EXERCISE DIRECTIONS: Starting at the top line and ending at the last, restate the records exactly.

Collected data entries:
=== Begin Enclosure ===

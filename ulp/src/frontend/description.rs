/*
A description is line oriented:

    libfoo_livepatch1.so          <- livepatch shared object
    *libfoo_livepatch0.ulp        <- zero or more dependencies
    @libfoo.so.6                  <- the object to patch
    foo:foo_v2                    <- units, OLD:NEW
    bar:bar_v2
*/

use std::path::Path;

use crate::{
    frontend::{
        dependency::resolve_dependency,
        error::DescriptionError,
    },
    logger::Logger,
    metadata::{
        PatchMetadata,
        PatchUnit,
        PatchedObject,
    },
};

struct LineReader<'a> {
    text: &'a str,
    cursor: usize,
    line: usize,
}

impl<'a> LineReader<'a> {
    fn new(text: &'a str) -> Self {
        Self {
            text,
            cursor: 0,
            line: 0,
        }
    }

    /// Return the next line without its trailing newline
    fn next_line(&mut self) -> Option<&'a str> {
        if self.cursor >= self.text.len() {
            return None;
        }

        let rest = &self.text[self.cursor..];
        let (line, consumed) = match rest.find('\n') {
            Some(pos) => (&rest[..pos], pos + 1),
            None => (rest, rest.len()),
        };

        self.cursor += consumed;
        self.line += 1;
        Some(line)
    }

    fn line(&self) -> usize {
        self.line
    }
}

/// Split a unit line at the last colon
fn parse_unit(line: &str, lineno: usize) -> Result<PatchUnit, DescriptionError> {
    let pos = line.rfind(':').ok_or(DescriptionError::MissingSeparator(lineno))?;
    let old_name = &line[..pos];
    let new_name = &line[pos + 1..];

    if old_name.is_empty() || new_name.is_empty() {
        return Err(DescriptionError::EmptyFunctionName(lineno));
    }

    Ok(PatchUnit::new(old_name, new_name))
}

/// Parses patch descriptions into [`PatchMetadata`].
///
/// Dependency lines are resolved while parsing, every other field that depends on
/// the target library is left at its default until the ELF introspection runs.
///
/// Descriptions must be UTF-8. Paths and symbol names with other bytes are rejected
/// with [`DescriptionError::InvalidUtf8`] naming the first offending line.
pub struct DescriptionParser;

impl DescriptionParser {
    pub fn parse_file<P: AsRef<Path>>(path: P, logger: &Logger) -> Result<PatchMetadata, DescriptionError> {
        let path = path.as_ref();
        let bytes = std::fs::read(path).map_err(|err| DescriptionError::IOError(path.display().to_string(), err))?;
        let text = Self::decode(&bytes)?;
        Self::parse(text, logger)
    }

    fn decode(bytes: &[u8]) -> Result<&str, DescriptionError> {
        std::str::from_utf8(bytes).map_err(|err| {
            let valid = &bytes[..err.valid_up_to()];
            DescriptionError::InvalidUtf8(valid.iter().filter(|byte| **byte == b'\n').count() + 1)
        })
    }

    pub fn parse(text: &str, logger: &Logger) -> Result<PatchMetadata, DescriptionError> {
        let mut reader = LineReader::new(text);

        let so_path = reader.next_line().ok_or(DescriptionError::Empty)?;

        if so_path.is_empty() {
            return Err(DescriptionError::MissingSoPath);
        }

        let mut dependencies = Vec::new();
        let mut object: Option<PatchedObject> = None;
        let mut in_dependencies = true;

        while let Some(line) = reader.next_line() {
            let lineno = reader.line();

            if let Some(dep_path) = line.strip_prefix('*') {
                if !in_dependencies {
                    return Err(DescriptionError::MisplacedDependency(lineno));
                }

                logger.debug(format!("Linking dependency {}", dep_path));
                let dependency = resolve_dependency(dep_path).map_err(|source| DescriptionError::Dependency {
                    line: lineno,
                    source,
                })?;
                dependencies.push(dependency);
                continue;
            }

            in_dependencies = false;

            if let Some(name) = line.strip_prefix('@') {
                if object.is_some() {
                    return Err(DescriptionError::DuplicateObject(lineno));
                }

                logger.debug(format!("Patched object: {}", name));
                object = Some(PatchedObject::new(name));
            } else {
                let object = object.as_mut().ok_or(DescriptionError::UnitBeforeObject(lineno))?;
                object.push_unit(parse_unit(line, lineno)?);
            }
        }

        let object = object.ok_or(DescriptionError::MissingObject)?;
        let mut metadata = PatchMetadata::new(so_path, object);

        for dependency in dependencies {
            metadata.add_dependency(dependency);
        }

        Ok(metadata)
    }
}
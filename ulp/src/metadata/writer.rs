use std::{
    fs::File,
    io::Write,
    path::PathBuf,
};

use byteorder::{
    NativeEndian,
    WriteBytesExt,
};

use crate::metadata::{
    MetadataError,
    PatchMetadata,
    VAddr,
    ADDRESS_LEN,
};

/// Where a finished record ends up
#[derive(Clone, Debug, PartialEq, Eq)]
pub enum Destination {
    Stdout,
    File(PathBuf),
}

fn encode_len(len: usize, what: &'static str) -> Result<u32, MetadataError> {
    u32::try_from(len).map_err(|_| MetadataError::TooLong(what, len))
}

fn write_bytes<W: Write>(out: &mut W, bytes: &[u8], what: &'static str) -> Result<(), MetadataError> {
    out.write_u32::<NativeEndian>(encode_len(bytes.len(), what)?)?;
    out.write_all(bytes)?;
    Ok(())
}

fn write_address<W: Write>(out: &mut W, address: VAddr) -> Result<(), MetadataError> {
    /* Addresses are pointer sized on the host, wider values get truncated */
    let address = address as usize as u64;
    out.write_uint::<NativeEndian>(address, ADDRESS_LEN)?;
    Ok(())
}

/// Encode `metadata` into `out`.
///
/// The record is written field by field without any validation besides the length checks
/// that the format itself requires.
pub fn serialize<W: Write>(metadata: &PatchMetadata, out: &mut W) -> Result<(), MetadataError> {
    let object = metadata.object();

    out.write_u8(metadata.patch_type().as_byte())?;
    out.write_all(metadata.patch_id())?;
    write_bytes(out, metadata.target_so_path().as_bytes(), "livepatch path")?;
    write_bytes(out, object.build_id(), "build id")?;
    write_bytes(out, object.name().as_bytes(), "object name")?;

    out.write_u32::<NativeEndian>(encode_len(object.units().len(), "unit list")?)?;

    for unit in object.units() {
        write_bytes(out, unit.old_name().as_bytes(), "old function name")?;
        write_bytes(out, unit.new_name().as_bytes(), "new function name")?;
        write_address(out, unit.old_address())?;
    }

    out.write_u32::<NativeEndian>(encode_len(metadata.dependencies().len(), "dependency list")?)?;

    for dependency in metadata.dependencies() {
        out.write_all(dependency.id())?;
    }

    Ok(())
}

/// Encode `metadata` into a fresh buffer
pub fn to_bytes(metadata: &PatchMetadata) -> Result<Vec<u8>, MetadataError> {
    let mut buf = Vec::new();
    serialize(metadata, &mut buf)?;
    Ok(buf)
}

/// Write the encoded record to `destination`.
///
/// The record is encoded completely before the destination is touched, but the file is
/// written in place: if writing fails halfway a truncated record remains on disk and
/// must be treated as corrupt.
pub fn write_to(metadata: &PatchMetadata, destination: &Destination) -> Result<(), MetadataError> {
    let buf = to_bytes(metadata)?;

    match destination {
        Destination::Stdout => {
            let mut stdout = std::io::stdout().lock();
            stdout.write_all(&buf)?;
            stdout.flush()?;
        },
        Destination::File(path) => {
            let mut file = File::create(path).map_err(|err| MetadataError::OpenError(path.display().to_string(), err))?;
            file.write_all(&buf)?;
            file.flush()?;
        },
    }

    Ok(())
}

=== End Enclosure ===

OUTPUT BELOW:
filename ulp/src/frontend/description.rs
/*
A description is line oriented:

    libfoo_livepatch1.so          <- livepatch shared object
    *libfoo_livepatch0.ulp        <- zero or more dependencies
    @libfoo.so.6                  <- the object to patch
    foo:foo_v2                    <- units, OLD:NEW
    bar:bar_v2
*/

use std::path::Path;

use crate::{
    frontend::{
        dependency::resolve_dependency,
        error::DescriptionError,
    },
    logger::Logger,
    metadata::{
        PatchMetadata,
        PatchUnit,
        PatchedObject,
    },
};

struct LineReader<'a> {
    text: &'a str,
    cursor: usize,
    line: usize,
}

impl<'a> LineReader<'a> {
    fn new(text: &'a str) -> Self {
        Self {
            text,
            cursor: 0,
            line: 0,
        }
    }

    /// Return the next line without its trailing newline
    fn next_line(&mut self) -> Option<&'a str> {
        if self.cursor >= self.text.len() {
            return None;
        }

        let rest = &self.text[self.cursor..];
        let (line, consumed) = match rest.find('\n') {
            Some(pos) => (&rest[..pos], pos + 1),
            None => (rest, rest.len()),
        };

        self.cursor += consumed;
        self.line += 1;
        Some(line)
    }

    fn line(&self) -> usize {
        self.line
    }
}

/// Split a unit line at the last colon
fn parse_unit(line: &str, lineno: usize) -> Result<PatchUnit, DescriptionError> {
    let pos = line.rfind(':').ok_or(DescriptionError::MissingSeparator(lineno))?;
    let old_name = &line[..pos];
    let new_name = &line[pos + 1..];

    if old_name.is_empty() || new_name.is_empty() {
        return Err(DescriptionError::EmptyFunctionName(lineno));
    }

    Ok(PatchUnit::new(old_name, new_name))
}

/// Parses patch descriptions into [`PatchMetadata`].
///
/// Dependency lines are resolved while parsing, every other field that depends on
/// the target library is left at its default until the ELF introspection runs.
///
/// Descriptions must be UTF-8. Paths and symbol names with other bytes are rejected
/// with [`DescriptionError::InvalidUtf8`] naming the first offending line.
pub struct DescriptionParser;

impl DescriptionParser {
    pub fn parse_file<P: AsRef<Path>>(path: P, logger: &Logger) -> Result<PatchMetadata, DescriptionError> {
        let path = path.as_ref();
        let bytes = std::fs::read(path).map_err(|err| DescriptionError::IOError(path.display().to_string(), err))?;
        let text = Self::decode(&bytes)?;
        Self::parse(text, logger)
    }

    fn decode(bytes: &[u8]) -> Result<&str, DescriptionError> {
        std::str::from_utf8(bytes).map_err(|err| {
            let valid = &bytes[..err.valid_up_to()];
            DescriptionError::InvalidUtf8(valid.iter().filter(|byte| **byte == b'\n').count() + 1)
        })
    }

    pub fn parse(text: &str, logger: &Logger) -> Result<PatchMetadata, DescriptionError> {
        let mut reader = LineReader::new(text);

        let so_path = reader.next_line().ok_or(DescriptionError::Empty)?;

        if so_path.is_empty() {
            return Err(DescriptionError::MissingSoPath);
        }

        let mut dependencies = Vec::new();
        let mut object: Option<PatchedObject> = None;
        let mut in_dependencies = true;

        while let Some(line) = reader.next_line() {
            let lineno = reader.line();

            if let Some(dep_path) = line.strip_prefix('*') {
                if !in_dependencies {
                    return Err(DescriptionError::MisplacedDependency(lineno));
                }

                logger.debug(format!("Linking dependency {}", dep_path));
                let dependency = resolve_dependency(dep_path).map_err(|source| DescriptionError::Dependency {
                    line: lineno,
                    source,
                })?;
                dependencies.push(dependency);
                continue;
            }

            in_dependencies = false;

            if let Some(name) = line.strip_prefix('@') {
                if object.is_some() {
                    return Err(DescriptionError::DuplicateObject(lineno));
                }

                logger.debug(format!("Patched object: {}", name));
                object = Some(PatchedObject::new(name));
            } else {
                let object = object.as_mut().ok_or(DescriptionError::UnitBeforeObject(lineno))?;
                object.push_unit(parse_unit(line, lineno)?);
            }
        }

        let object = object.ok_or(DescriptionError::MissingObject)?;
        let mut metadata = PatchMetadata::new(so_path, object);

        for dependency in dependencies {
            metadata.add_dependency(dependency);
        }

        Ok(metadata)
    }
}
filename ulp/src/metadata/writer.rs
use std::{
    fs::File,
    io::Write,
    path::PathBuf,
};

use byteorder::{
    NativeEndian,
    WriteBytesExt,
};

use crate::metadata::{
    MetadataError,
    PatchMetadata,
    VAddr,
    ADDRESS_LEN,
};

/// Where a finished record ends up
#[derive(Clone, Debug, PartialEq, Eq)]
pub enum Destination {
    Stdout,
    File(PathBuf),
}

fn encode_len(len: usize, what: &'static str) -> Result<u32, MetadataError> {
    u32::try_from(len).map_err(|_| MetadataError::TooLong(what, len))
}

fn write_bytes<W: Write>(out: &mut W, bytes: &[u8], what: &'static str) -> Result<(), MetadataError> {
    out.write_u32::<NativeEndian>(encode_len(bytes.len(), what)?)?;
    out.write_all(bytes)?;
    Ok(())
}

fn write_address<W: Write>(out: &mut W, address: VAddr) -> Result<(), MetadataError> {
    /* Addresses are pointer sized on the host, wider values get truncated */
    let address = address as usize as u64;
    out.write_uint::<NativeEndian>(address, ADDRESS_LEN)?;
    Ok(())
}

/// Encode `metadata` into `out`.
///
/// The record is written field by field without any validation besides the length checks
/// that the format itself requires.
pub fn serialize<W: Write>(metadata: &PatchMetadata, out: &mut W) -> Result<(), MetadataError> {
    let object = metadata.object();

    out.write_u8(metadata.patch_type().as_byte())?;
    out.write_all(metadata.patch_id())?;
    write_bytes(out, metadata.target_so_path().as_bytes(), "livepatch path")?;
    write_bytes(out, object.build_id(), "build id")?;
    write_bytes(out, object.name().as_bytes(), "object name")?;

    out.write_u32::<NativeEndian>(encode_len(object.units().len(), "unit list")?)?;

    for unit in object.units() {
        write_bytes(out, unit.old_name().as_bytes(), "old function name")?;
        write_bytes(out, unit.new_name().as_bytes(), "new function name")?;
        write_address(out, unit.old_address())?;
    }

    out.write_u32::<NativeEndian>(encode_len(metadata.dependencies().len(), "dependency list")?)?;

    for dependency in metadata.dependencies() {
        out.write_all(dependency.id())?;
    }

    Ok(())
}

/// Encode `metadata` into a fresh buffer
pub fn to_bytes(metadata: &PatchMetadata) -> Result<Vec<u8>, MetadataError> {
    let mut buf = Vec::new();
    serialize(metadata, &mut buf)?;
    Ok(buf)
}

/// Write the encoded record to `destination`.
///
/// The record is encoded completely before the destination is touched, but the file is
/// written in place: if writing fails halfway a truncated record remains on disk and
/// must be treated as corrupt.
pub fn write_to(metadata: &PatchMetadata, destination: &Destination) -> Result<(), MetadataError> {
    let buf = to_bytes(metadata)?;

    match destination {
        Destination::Stdout => {
            let mut stdout = std::io::stdout().lock();
            stdout.write_all(&buf)?;
            stdout.flush()?;
        },
        Destination::File(path) => {
            let mut file = File::create(path).map_err(|err| MetadataError::OpenError(path.display().to_string(), err))?;
            file.write_all(&buf)?;
            file.flush()?;
        },
    }

    Ok(())
}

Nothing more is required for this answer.